The Chanel Sisters by Judithe Little

The Chanel Sisters by Judithe Little

Author:Judithe Little
Language: eng
Format: epub
Publisher: Graydon House Books
Published: 2020-10-22T15:23:33+00:00


FORTY-ONE

Those first few weeks since I’d come to Paris, as Gabrielle and I worked on the hats, we’d sing the old caf’conc songs from Moulins at the top of our lungs. The femme de ménage who came with the apartment would look up from waxing the floor as if we were crazy, which only made us sing louder. As part of our performance, we often wore kitchen pots or bowls on our heads to test out the shapes for possible new hat styles. If Gabrielle decided she liked one, I’d use it as a form to mold buckram, dampening it, then securing it tightly with a string until it dried. The hat form makers had recently gone on strike. She was lucky to have me.

Gabrielle also loved to talk about Boy.

“Boy says idleness weighs on intelligent women, and that’s why it’s important I have something to do,” Gabrielle told me as we cut ribbons and fluffed feathers in the dining room.

I’d never heard my sister refer to herself as intelligent before. Usually, an “intelligent” woman was considered a bas bleu, a bluestocking, frumpy, unattractive. “I thought men don’t like intelligent women.”

“Boy does. The strangest thing is he listens to me, Ninette, as if he thinks I have something to say.”

I’d heard he was a playboy. He traveled often to manage his shipping business and was said to be a man who had mistresses in every port. But Gabrielle seemed to like the challenge. I knew her thinking. Why would any woman want to be with a man no one else wanted?

“When I first saw him,” she continued, “I knew. I knew I would love him, and he’d love me. He doesn’t think of me as a pet, like Etienne. Etienne cares only about horses. But Boy is an intellectual. He cares about so many things. He studies mathematics and art and Hinduism. He believes in humanism and making the world a better place. And I embarrass him because all I know is Decourcelle. He wants to teach me, to show me things. He gives me books to read by philosophers like Nietzsche and Voltaire and poets like Baudelaire.”
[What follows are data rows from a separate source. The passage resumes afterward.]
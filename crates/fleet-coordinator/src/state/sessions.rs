//! Flight-session orchestration.
//!
//! A session ties together one agent's route, its airspace slot and its live
//! navigation state, from planning until the route is finished.

use chrono::{DateTime, Duration, Utc};
use fleet_core::{
    AgentSnapshot, AirspaceSlot, AltitudeRange, AssistanceType, Authority, AvoidanceOutcome, Decision,
    EmergencyRequest, EmergencyResponse, EnvironmentSnapshot, EventSink, FleetEvent, NavigationState,
    NavigationSummary, NavigationTelemetry, NotFoundError, Obstacle, OptimizationWeights, PriorityTier,
    RecoveryMode, ReservationRequest, Result, Route, SlotStatus, TimeWindow, Urgency,
};
use serde::{Deserialize, Serialize};
use uuid::Uuid;

use super::store::{lock, AppState};

/// Everything needed to plan and reserve one flight.
#[derive(Debug, Clone, Serialize, Deserialize)]
pub struct FlightRequest {
    pub agent: AgentSnapshot,
    pub origin: String,
    pub destination: String,
    pub weights: OptimizationWeights,
    pub environment: EnvironmentSnapshot,
    pub departure: DateTime<Utc>,
    pub priority: PriorityTier,
    /// Half-height of the reserved band around cruise altitude
    pub altitude_margin_m: f64,
    /// Fallback departure if the first window is taken
    pub alternate_departure: Option<DateTime<Utc>>,
}

impl FlightRequest {
    pub fn new(agent: AgentSnapshot, origin: &str, destination: &str, departure: DateTime<Utc>) -> Self {
        Self {
            agent,
            origin: origin.to_string(),
            destination: destination.to_string(),
            weights: OptimizationWeights::default(),
            environment: EnvironmentSnapshot::clear(),
            departure,
            priority: PriorityTier::Normal,
            altitude_margin_m: 10.0,
            alternate_departure: None,
        }
    }
}

/// Live state of one flight.
#[derive(Debug, Clone, Serialize)]
pub struct FlightSession {
    pub flight_id: String,
    pub agent: AgentSnapshot,
    pub route: Route,
    pub navigation: NavigationState,
    pub slot_id: u64,
    pub priority: PriorityTier,
}

/// Result of a successful [`AppState::plan_flight`].
#[derive(Debug, Clone, Serialize)]
pub struct FlightTicket {
    pub flight_id: String,
    pub route: Route,
    pub slot: AirspaceSlot,
}

/// Navigation log of a finished flight.
#[derive(Debug, Clone)]
pub(crate) struct ArchivedFlight {
    pub(crate) summary: NavigationSummary,
    pub(crate) archived_at: DateTime<Utc>,
}

#[derive(Debug, Clone)]
pub struct ObstacleReport {
    pub avoidance: AvoidanceOutcome,
    /// Present when the obstacle required an emergency dispatch
    pub emergency: Option<Result<EmergencyResponse>>,
}

impl AppState {
    /// Optimize a route, reserve its airspace and start navigation.
    ///
    /// Nothing is kept unless every step succeeds.
    pub fn plan_flight(&self, request: FlightRequest) -> Result<FlightTicket> {
        let FlightRequest {
            agent,
            origin,
            destination,
            weights,
            environment,
            departure,
            priority,
            altitude_margin_m,
            alternate_departure,
        } = request;

        let route = self
            .optimizer
            .calculate_optimal_route(&agent, &origin, &destination, &weights, &environment)?;
        self.events.emit(FleetEvent::RouteCalculated {
            agent_id: agent.id.clone(),
            route_hash: route.route_hash,
            distance_m: route.distance_m,
            estimated_time_ms: route.estimated_time_ms,
            optimization_score: route.optimization_score,
        });

        let mut active_route = route.clone();
        let start = route
            .waypoints
            .first()
            .map(|wp| wp.point())
            .ok_or_else(|| NotFoundError::Flight(format!("route {:016x} has no waypoints", route.route_hash)))?;
        let navigation = self
            .navigator
            .initialize_navigation(&agent, &mut active_route, start, &environment)?;

        let duration = Duration::milliseconds(i64::try_from(route.estimated_time_ms).unwrap_or(i64::MAX));
        let margin = altitude_margin_m.max(1.0);
        let max_altitude = self.config.airspace().max_altitude_m;
        let altitude = AltitudeRange::new(
            (route.cruise_altitude_m - margin).max(0.0),
            (route.cruise_altitude_m + margin).min(max_altitude),
        );
        let mut reservation = ReservationRequest::new(
            route.route_hash,
            agent.id.clone(),
            TimeWindow::starting_at(departure, duration),
            altitude,
            priority,
        );
        if let Some(alternate) = alternate_departure {
            reservation = reservation.with_alternate(TimeWindow::starting_at(alternate, duration));
        }
        let slot = lock(&self.airspace).request_airspace_reservation(reservation)?;

        let flight_id = format!("FLT-{}", Uuid::new_v4().simple());
        tracing::info!(
            "Planned flight {} for {}: {:.0}m, score {:.1}, slot {}",
            flight_id,
            agent.id,
            route.distance_m,
            route.optimization_score,
            slot.slot_id
        );
        self.flights.insert(
            flight_id.clone(),
            FlightSession {
                flight_id: flight_id.clone(),
                agent,
                route: active_route.clone(),
                navigation,
                slot_id: slot.slot_id,
                priority,
            },
        );

        Ok(FlightTicket {
            flight_id,
            route: active_route,
            slot,
        })
    }

    pub fn update_telemetry(
        &self,
        flight_id: &str,
        telemetry: NavigationTelemetry,
        obstacles: Vec<Obstacle>,
        environment: &EnvironmentSnapshot,
    ) -> Result<()> {
        let mut session = self
            .flights
            .get_mut(flight_id)
            .ok_or_else(|| NotFoundError::Flight(flight_id.to_string()))?;
        self.navigator
            .update_navigation_state(&mut session.navigation, telemetry, obstacles, environment);
        Ok(())
    }

    /// Make the next navigation decision. A flight whose slot was superseded
    /// without being rebooked holds until it is given airspace again.
    pub fn decide(&self, flight_id: &str) -> Result<Decision> {
        let mut session = self
            .flights
            .get_mut(flight_id)
            .ok_or_else(|| NotFoundError::Flight(flight_id.to_string()))?;
        let clearance = self.refresh_slot(&mut *session);
        let FlightSession { navigation, route, .. } = &mut *session;
        let decision = match clearance {
            Some(SlotStatus::Superseded { by }) => {
                self.navigator
                    .hold_for_clearance(navigation, route, format!("airspace slot superseded by slot {by}"))
            }
            _ => self.navigator.make_autonomous_decision(navigation, route),
        };
        tracing::debug!(
            "Flight {} decision #{}: {} ({}%)",
            flight_id,
            decision.sequence,
            decision.action.label(),
            decision.confidence
        );
        Ok(decision)
    }

    /// Run obstacle avoidance for a flight. A critical obstacle also
    /// dispatches an emergency response from `responders`.
    pub fn report_obstacle(
        &self,
        flight_id: &str,
        obstacle: &Obstacle,
        responders: &[AgentSnapshot],
    ) -> Result<ObstacleReport> {
        let (avoidance, request) = {
            let mut session = self
                .flights
                .get_mut(flight_id)
                .ok_or_else(|| NotFoundError::Flight(flight_id.to_string()))?;
            let FlightSession {
                navigation, route, ..
            } = &mut *session;
            let avoidance = self.navigator.execute_obstacle_avoidance(navigation, route, obstacle);

            self.events.emit(FleetEvent::ObstacleAvoided {
                agent_id: navigation.agent_id.clone(),
                route_hash: navigation.route_hash,
                obstacle_id: obstacle.id.clone(),
                threat_level: obstacle.threat_level.level(),
                action: avoidance.decision.action.label().to_string(),
                flight_mode: avoidance.flight_mode,
            });

            let request = avoidance.requires_emergency_response.then(|| {
                EmergencyRequest::new(
                    format!("EM-{}-{}", flight_id, navigation.decision_count),
                    navigation.agent_id.clone(),
                    navigation.position,
                    AssistanceType::Collision,
                    Urgency::Critical,
                )
            });
            (avoidance, request)
        };

        // Session guard is released before taking the emergency lock
        let emergency = request.map(|request| {
            tracing::warn!(
                "Flight {} escalated to emergency {} (obstacle {})",
                flight_id,
                request.emergency_id,
                obstacle.id
            );
            let result = lock(&self.emergency).coordinate_emergency_response(request, responders);
            if let Err(err) = &result {
                tracing::warn!("Emergency dispatch for flight {} failed: {}", flight_id, err);
            }
            result
        });

        Ok(ObstacleReport { avoidance, emergency })
    }

    pub fn recover_flight(&self, flight_id: &str, authority: &Authority, mode: RecoveryMode) -> Result<Decision> {
        let mut session = self
            .flights
            .get_mut(flight_id)
            .ok_or_else(|| NotFoundError::Flight(flight_id.to_string()))?;
        let decision = self
            .navigator
            .recover_flight_mode(&mut session.navigation, authority, mode)?;
        tracing::info!("Flight {} recovered to {:?} by {}", flight_id, mode, authority.caller_id);
        Ok(decision)
    }

    pub fn set_manual_control(&self, flight_id: &str, authority: &Authority, manual: bool) -> Result<Decision> {
        let mut session = self
            .flights
            .get_mut(flight_id)
            .ok_or_else(|| NotFoundError::Flight(flight_id.to_string()))?;
        self.navigator
            .set_manual_control(&mut session.navigation, authority, manual)
    }

    /// Finish a flight: close the route, release its slot and archive the
    /// navigation log.
    pub fn complete_flight(&self, flight_id: &str, completed: bool) -> Result<NavigationSummary> {
        let (_, mut session) = self
            .flights
            .remove(flight_id)
            .ok_or_else(|| NotFoundError::Flight(flight_id.to_string()))?;

        let summary = match self
            .navigator
            .finish_navigation(session.navigation.clone(), &mut session.route, completed)
        {
            Ok(summary) => summary,
            Err(err) => {
                self.flights.insert(flight_id.to_string(), session);
                return Err(err);
            }
        };

        {
            let mut airspace = lock(&self.airspace);
            // The original slot may have been superseded and rebooked under a new id
            let held: Vec<u64> = airspace
                .active_slots()
                .into_iter()
                .filter(|slot| slot.agent_id == session.agent.id && slot.route_hash == session.route.route_hash)
                .map(|slot| slot.slot_id)
                .collect();
            if !held.contains(&session.slot_id) {
                tracing::debug!("Slot {} for flight {} is no longer active", session.slot_id, flight_id);
            }
            for slot_id in held {
                if let Err(err) = airspace.release_slot(slot_id) {
                    tracing::warn!("Slot {} for flight {} not released: {}", slot_id, flight_id, err);
                }
            }
        }

        tracing::info!(
            "Flight {} {} after {} decision(s)",
            flight_id,
            summary.final_status.as_str(),
            summary.decision_count
        );
        self.archive.insert(
            flight_id.to_string(),
            ArchivedFlight {
                summary: summary.clone(),
                archived_at: self.clock.now(),
            },
        );
        Ok(summary)
    }

    /// Point the session at the agent's active slot for this route, which
    /// changes when a superseded slot is rebooked. Returns the status of the
    /// session's slot when no active slot is left.
    fn refresh_slot(&self, session: &mut FlightSession) -> Option<SlotStatus> {
        let airspace = lock(&self.airspace);
        let current = airspace
            .slot(session.slot_id)
            .filter(|slot| slot.is_active())
            .or_else(|| {
                airspace.active_slots().into_iter().find(|slot| {
                    slot.agent_id == session.agent.id && slot.route_hash == session.route.route_hash
                })
            });
        match current {
            Some(slot) => {
                if slot.slot_id != session.slot_id {
                    tracing::info!("Flight {} moved to slot {}", session.flight_id, slot.slot_id);
                    session.slot_id = slot.slot_id;
                }
                None
            }
            None => airspace.slot(session.slot_id).map(|slot| slot.status),
        }
    }

    /// Current airspace slot of a flight.
    pub fn flight_slot(&self, flight_id: &str) -> Option<AirspaceSlot> {
        let slot_id = self.flights.get(flight_id)?.slot_id;
        lock(&self.airspace).slot(slot_id).cloned()
    }

    pub fn flight(&self, flight_id: &str) -> Option<FlightSession> {
        self.flights.get(flight_id).map(|entry| entry.value().clone())
    }

    pub fn archived_flight(&self, flight_id: &str) -> Option<NavigationSummary> {
        self.archive.get(flight_id).map(|entry| entry.value().summary.clone())
    }

    pub fn active_flight_count(&self) -> usize {
        self.flights.len()
    }
}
My sister didn’t take direction from anyone, but it appeared Boy Capel was the one person she’d listen to. Boy was making her into Something Better. I’d only seen him that one time at the hippodrome in Vichy, and I was eager to meet him. When he came by the garçonnière, and I did, I saw right away: Gabrielle, who worshipped elegance above all else, had found the male epitome. Boy was smooth, handsome, a perfect dresser, with manners, kindness, a man who gave the impression of having important things to do but time to listen as well.

I too wanted to be Something Better. But when Gabrielle lent me one of Boy’s books on something called Free Masons, I couldn’t read more than half a page. It was so dull.

Luckily I had Celestine, an artist Gabrielle Dorziat had taken under her wing and brought along on her visits to the Boulevard Malesherbes.